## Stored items
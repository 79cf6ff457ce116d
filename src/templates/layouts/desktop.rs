use maud::{html, Markup, DOCTYPE};

pub fn desktop_layout(title: &str, content: Markup) -> Markup {
    html! {
        (DOCTYPE)
        html lang="en" {
            head {
                meta charset="utf-8";
                meta name="viewport" content="width=device-width, initial-scale=1.0";
                title { (title) }
                link rel="stylesheet" href="/static/main.css";
                script src="https://unpkg.com/htmx.org@1.9.12" defer {};
            }
            body {
                header class="flex items-center justify-between px-6 py-3 shadow" {
                    h3 { "San Francisco Stays" }
                    nav {
                        ul {
                            li { a href="/" { "Listings" } }
                        }
                    }
                }
                (content)
            }
        }
    }
}
pub mod components;
pub mod layouts;
pub mod pages;

// Re-exports for convenience
pub use layouts::desktop::desktop_layout;
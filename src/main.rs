use crate::db::connection::{init_db, Database};
use crate::loader::DatasetLoader;
use crate::router::handle;
use crate::state::AppState;
use astra::Server;
use std::net::SocketAddr;
use std::sync::Arc;

mod db;
mod errors;
mod favorites;
mod loader;
mod responses;
mod router;
mod state;
mod templates;

#[cfg(test)]
mod tests;

fn main() {
    // 1️⃣ Create the database handle (the localStorage stand-in)
    let db_path = std::env::var("DB_PATH").unwrap_or_else(|_| "favorites.sqlite3".to_string());
    let db = Database::new(db_path);

    // 2️⃣ Initialize database from schema.sql
    if let Err(e) = init_db(&db, "sql/schema.sql") {
        eprintln!("❌ Database initialization failed: {e}");
        std::process::exit(1);
    }

    // 3️⃣ Load the dataset: single attempt, held for the whole session.
    // A failure is not fatal; the page renders the error message instead
    // of the grid.
    let dataset = DatasetLoader::from_env().and_then(|loader| loader.load());
    match &dataset {
        Ok(listings) => println!("Loaded {} listings", listings.len()),
        Err(e) => eprintln!("⚠️ Dataset load failed: {e}"),
    }

    let state = Arc::new(AppState::new(db, dataset));

    // 4️⃣ Start the server
    let addr: SocketAddr = std::env::var("BIND_ADDR")
        .unwrap_or_else(|_| "127.0.0.1:3000".to_string())
        .parse()
        .unwrap_or_else(|e| {
            eprintln!("❌ Invalid BIND_ADDR: {e}");
            std::process::exit(1);
        });
    println!("Starting server at http://{addr}");

    let server = Server::bind(&addr).max_workers(8);

    // 5️⃣ Serve requests, passing shared state into the closure
    let result = server.serve(move |req, _info| match handle(req, &state) {
        Ok(resp) => resp,
        Err(err) => responses::error_to_response(err),
    });

    if let Err(e) = result {
        eprintln!("Server ended with error: {e}");
    }

    println!("Server shut down cleanly.");
}
use crate::favorites::FavoriteEntry;
use crate::loader::Listing;
use crate::templates::components::favorite_items;
use maud::{html, Markup};

const FALLBACK_IMAGE: &str = "https://via.placeholder.com/400x300?text=No+Image";

/// One grid card. `data-id` keys the card by listing identity so the
/// grid can be queried and patched by id.
pub fn listing_card(listing: &Listing, is_favorite: bool) -> Markup {
    html! {
        div class="listing-card" data-id=(listing.id) {
            div class="listing-thumbnail" {
                img src=(listing.picture_url)
                    alt=(listing.name)
                    loading="lazy"
                    onerror=(format!("this.src='{FALLBACK_IMAGE}'"));
                (favorite_button(listing.id, is_favorite))
            }
            div class="listing-info" {
                div class="listing-details" {
                    div class="listing-title" { (listing.name) }
                    div class="listing-host" {
                        img src=(listing.host_thumbnail_url)
                            alt=(listing.host_name)
                            class="host-photo"
                            onerror="this.style.display='none'";
                        "Hosted by " (listing.host_name)
                    }
                    div class="listing-amenities" { (listing.amenity_preview()) }
                    div class="listing-price" { span class="price-bold" { (listing.price) } }
                }
                div class="listing-rating" { "★ " (listing.rating_label()) }
            }
        }
    }
}

/// The heart toggle. A click swaps only this button (`outerHTML`), never
/// the surrounding card or grid.
pub fn favorite_button(id: i64, is_favorite: bool) -> Markup {
    let icon = if is_favorite { "❤️" } else { "🤍" };

    html! {
        button class="favorite-btn"
            aria-label="Add to favorites"
            hx-post=(format!("/favorites/toggle/{id}"))
            hx-swap="outerHTML"
        { (icon) }
    }
}

/// Toggle response: the replacement button, plus the sidebar list swapped
/// out-of-band so a toggle also re-renders the favorites panel.
pub fn toggle_fragment(id: i64, is_favorite: bool, entries: &[FavoriteEntry]) -> Markup {
    html! {
        (favorite_button(id, is_favorite))
        ul id="favorites-list" hx-swap-oob="true" {
            (favorite_items(entries))
        }
    }
}
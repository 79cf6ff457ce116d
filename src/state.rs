use crate::db::connection::Database;
use crate::errors::ServerError;
use crate::favorites::FavoritesStore;
use crate::loader::{Listing, LoaderError};
use std::sync::{Mutex, MutexGuard};

/// Everything the handlers share: the kv database, the session's dataset
/// load result, and the favorites store.
///
/// astra runs handlers on a worker pool, so the store sits behind a mutex
/// to keep a single writer at a time.
pub struct AppState {
    pub db: Database,
    dataset: Result<Vec<Listing>, LoaderError>,
    favorites: Mutex<FavoritesStore>,
}

impl AppState {
    /// Builds the session state, reading the persisted favorites once.
    /// A broken favorites read degrades to an empty store.
    pub fn new(db: Database, dataset: Result<Vec<Listing>, LoaderError>) -> Self {
        let favorites = FavoritesStore::load(&db).unwrap_or_else(|e| {
            eprintln!("⚠️ Loading favorites failed, starting empty: {e}");
            FavoritesStore::default()
        });

        Self {
            db,
            dataset,
            favorites: Mutex::new(favorites),
        }
    }

    /// The session's dataset, or the load error the page should show.
    pub fn dataset(&self) -> Result<&[Listing], &LoaderError> {
        match &self.dataset {
            Ok(listings) => Ok(listings.as_slice()),
            Err(e) => Err(e),
        }
    }

    pub fn find_listing(&self, id: i64) -> Option<&Listing> {
        self.dataset
            .as_ref()
            .ok()
            .and_then(|listings| listings.iter().find(|l| l.id == id))
    }

    pub fn favorites(&self) -> Result<MutexGuard<'_, FavoritesStore>, ServerError> {
        self.favorites.lock().map_err(|_| ServerError::InternalError)
    }
}
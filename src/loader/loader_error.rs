use std::error::Error;
use std::fmt;

#[derive(Debug)]
pub enum LoaderError {
    Http { status: u16 },
    Network(String),
    Io(String),
    Parse(String),
}

impl fmt::Display for LoaderError {
    fn fmt(&self, f: &mut fmt::Formatter<'_>) -> fmt::Result {
        match self {
            // This text ends up on the page verbatim.
            LoaderError::Http { status } => write!(f, "HTTP error! status: {status}"),
            LoaderError::Network(msg) => write!(f, "Network error: {msg}"),
            LoaderError::Io(msg) => write!(f, "Read error: {msg}"),
            LoaderError::Parse(msg) => write!(f, "JSON parse error: {msg}"),
        }
    }
}

impl Error for LoaderError {}
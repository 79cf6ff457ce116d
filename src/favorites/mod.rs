mod store;

pub use store::{FavoriteEntry, FavoritesStore, FAVORITES_KEY};
use rusqlite::Connection;
use std::cell::RefCell;
use std::fs;

use crate::errors::ServerError;

// Thread-local connection slot.
thread_local! {
    static DB_CONN: RefCell<Option<Connection>> = RefCell::new(None);
}

#[derive(Clone)]
pub struct Database {
    path: String,
}

impl Database {
    pub fn new(path: impl Into<String>) -> Self {
        Self { path: path.into() }
    }

    /// Provides a mutable connection to the closure, opening one per
    /// thread on first use.
    pub fn with_conn<F, T>(&self, f: F) -> Result<T, ServerError>
    where
        F: FnOnce(&mut Connection) -> Result<T, ServerError>,
    {
        let inner_result = DB_CONN
            .try_with(|cell| {
                let mut slot = cell.borrow_mut();
                if slot.is_none() {
                    let conn = Connection::open(&self.path)
                        .map_err(|e| ServerError::DbError(format!("Open DB failed: {e}")))?;
                    *slot = Some(conn);
                }
                let conn = slot.as_mut().unwrap();
                f(conn)
            })
            .map_err(|_| ServerError::InternalError)?;
        inner_result
    }
}

/// Initialize database from a SQL schema file
pub fn init_db(db: &Database, schema_path: &str) -> Result<(), ServerError> {
    let schema_sql = fs::read_to_string(schema_path)
        .map_err(|e| ServerError::DbError(format!("Failed to read schema file: {e}")))?;

    db.with_conn(|conn| {
        conn.execute_batch(&schema_sql)
            .map_err(|e| ServerError::DbError(format!("Failed to apply schema: {e}")))?;
        Ok(())
    })?;

    Ok(())
}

## Exercise directions
Filter the records for the string "Option" and copy every line that holds it.

## Exercise result
    pub fn find_listing(&self, id: i64) -> Option<&Listing> {
    static DB_CONN: RefCell<Option<Connection>> = RefCell::new(None);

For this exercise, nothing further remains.